Abstract

ABSTRACTThe georeferencing procedure of high resolution satellite images (HRSIs) using proper mathematical models is an important step in 3D spatial information extraction. Since the 2000s, line-based mathematical models are considered more in photogrammetric communities. This could be due to the unique characteristics of linear features such as more reliable procedure of automatic matching as well as abundance of linear features in satellite images. In addition, the irreplaceable characteristics of Rational Function Models (RFM) such as generality and its independence to the sensor model makes it a proper mathematical model for this purpose.
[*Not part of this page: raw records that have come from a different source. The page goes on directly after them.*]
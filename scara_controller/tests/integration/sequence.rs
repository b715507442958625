//! Integration test: composite pick / place / vision-pick sequences.

use scara_common::hal::Axis;

use super::Bench;

#[test]
fn pick_completes_with_single_ok() {
    let mut bench = Bench::new();
    assert!(bench.send("K:20,-10").is_empty());
    assert!(bench.ctl.sequencer().is_busy());

    bench.run_until_idle(20_000);
    assert_eq!(bench.replies(), vec!["OK"]);
    assert_eq!(bench.hal.position(Axis::X), 200);
    assert_eq!(bench.hal.position(Axis::Y), -100);
    // Lifted back to the safe height.
    assert_eq!(bench.hal.position(Axis::Z), 500);
    assert_eq!(bench.hal.gripper(), Some(10.0));
    assert_eq!(bench.ctl.state().grip, 10.0);
    assert_eq!(bench.ctl.state().z, 50.0);
}

#[test]
fn place_opens_the_gripper() {
    let mut bench = Bench::new();
    assert!(bench.send("C:-15,5").is_empty());
    bench.run_until_idle(20_000);
    assert_eq!(bench.replies(), vec!["OK"]);
    assert_eq!(bench.hal.gripper(), Some(90.0));
}

#[test]
fn gripper_closes_only_at_the_surface() {
    let mut bench = Bench::new();
    bench.send("K:10,10");
    let mut closed_at = None;
    for _ in 0..20_000 {
        bench.tick();
        if closed_at.is_none() && bench.hal.gripper() == Some(10.0) {
            closed_at = Some([
                bench.hal.position(Axis::X),
                bench.hal.position(Axis::Y),
                bench.hal.position(Axis::Z),
            ]);
        }
        if bench.ctl.is_idle() {
            break;
        }
    }
    assert_eq!(closed_at, Some([100, 100, 0]));
}

#[test]
fn motion_refused_while_sequence_runs() {
    let mut bench = Bench::new();
    bench.send("K:10,10");
    assert_eq!(bench.send("Y:5"), vec!["ERROR:busy:Y:5"]);
    assert_eq!(bench.send("G:45"), vec!["ERROR:busy:G:45"]);
    assert_eq!(bench.send("C:0,0"), vec!["ERROR:busy:C:0,0"]);
    assert_eq!(bench.send("S:50"), vec!["OK"]);

    bench.run_until_idle(20_000);
    assert_eq!(bench.send("Y:5"), vec!["OK"]);
}

#[test]
fn absolute_move_acks_at_once_and_blocks_until_done() {
    let mut bench = Bench::new();
    assert_eq!(bench.send("X:10,10,10,50"), vec!["OK"]);
    assert_eq!(bench.send("X:0,0,0,50"), vec!["ERROR:busy:X:0,0,0,50"]);
    bench.run_until_idle(10_000);
    assert_eq!(bench.send("X:0,0,0,50"), vec!["OK"]);
}

#[test]
fn vision_pick_uses_reported_object() {
    let mut bench = Bench::new();
    assert_eq!(bench.send("V:cup"), vec!["ERROR:unknown object:V:cup"]);

    assert_eq!(bench.send("O:cup,30,40"), vec!["OK"]);
    assert_eq!(bench.ctl.objects().len(), 1);
    assert!(bench.send("V:cup").is_empty());
    bench.run_until_idle(20_000);

    assert_eq!(bench.replies().last().map(String::as_str), Some("OK"));
    assert_eq!(bench.hal.position(Axis::X), 300);
    assert_eq!(bench.hal.position(Axis::Y), 400);
}

#[test]
fn vision_pick_falls_back_when_configured() {
    let mut config = super::bench_config();
    config.vision.fallback = Some([5.0, 5.0]);
    let mut bench = Bench::with_config(&config);

    assert!(bench.send("V:anything").is_empty());
    bench.run_until_idle(20_000);
    assert_eq!(bench.replies(), vec!["OK"]);
    assert_eq!(bench.hal.position(Axis::X), 50);
}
Although, traditional selection of the best order and terms’ combination of RFM due to the deficiency of physical interpretation of terms is not easily feasible. Hence, in this article, an optimization algorithm based on a binary particle swarm optimization (PSO) is developed to determine the optimum uncorrelated terms’ combination of a line-based RFM. For this purpose, a population of particles (representative of different RFM structures) is initialized randomly with a string of binary values, indicating the presence or omission of the corresponding terms. This is followed by directly using some conjugate lines in the image and object spaces as ground control lines (GCLs) to solve the unknown parameters of the RFM for each particle. The root mean square error (RMSE) of some check points (CPs) for each particle is considered to be its cost function and used to update the velocity of particles. The procedure is repeated to reach a stopping criteria. A comprehensive evaluation on the proposed model in comparison to the traditional line-based RFM is examined. Two different HRSIs (a GeoEye and an Ikonos Images) over different areas of Iran are used for this purpose. Based on the results, a traditional line-based RFM could not reach to sub-pixel accuracy. In contrast, the results show the potential of the proposed optimized line-based RFM to increase the accuracy to better than 0.8 pixel as well as reduce the systematic errors and the number of required control information, significantly.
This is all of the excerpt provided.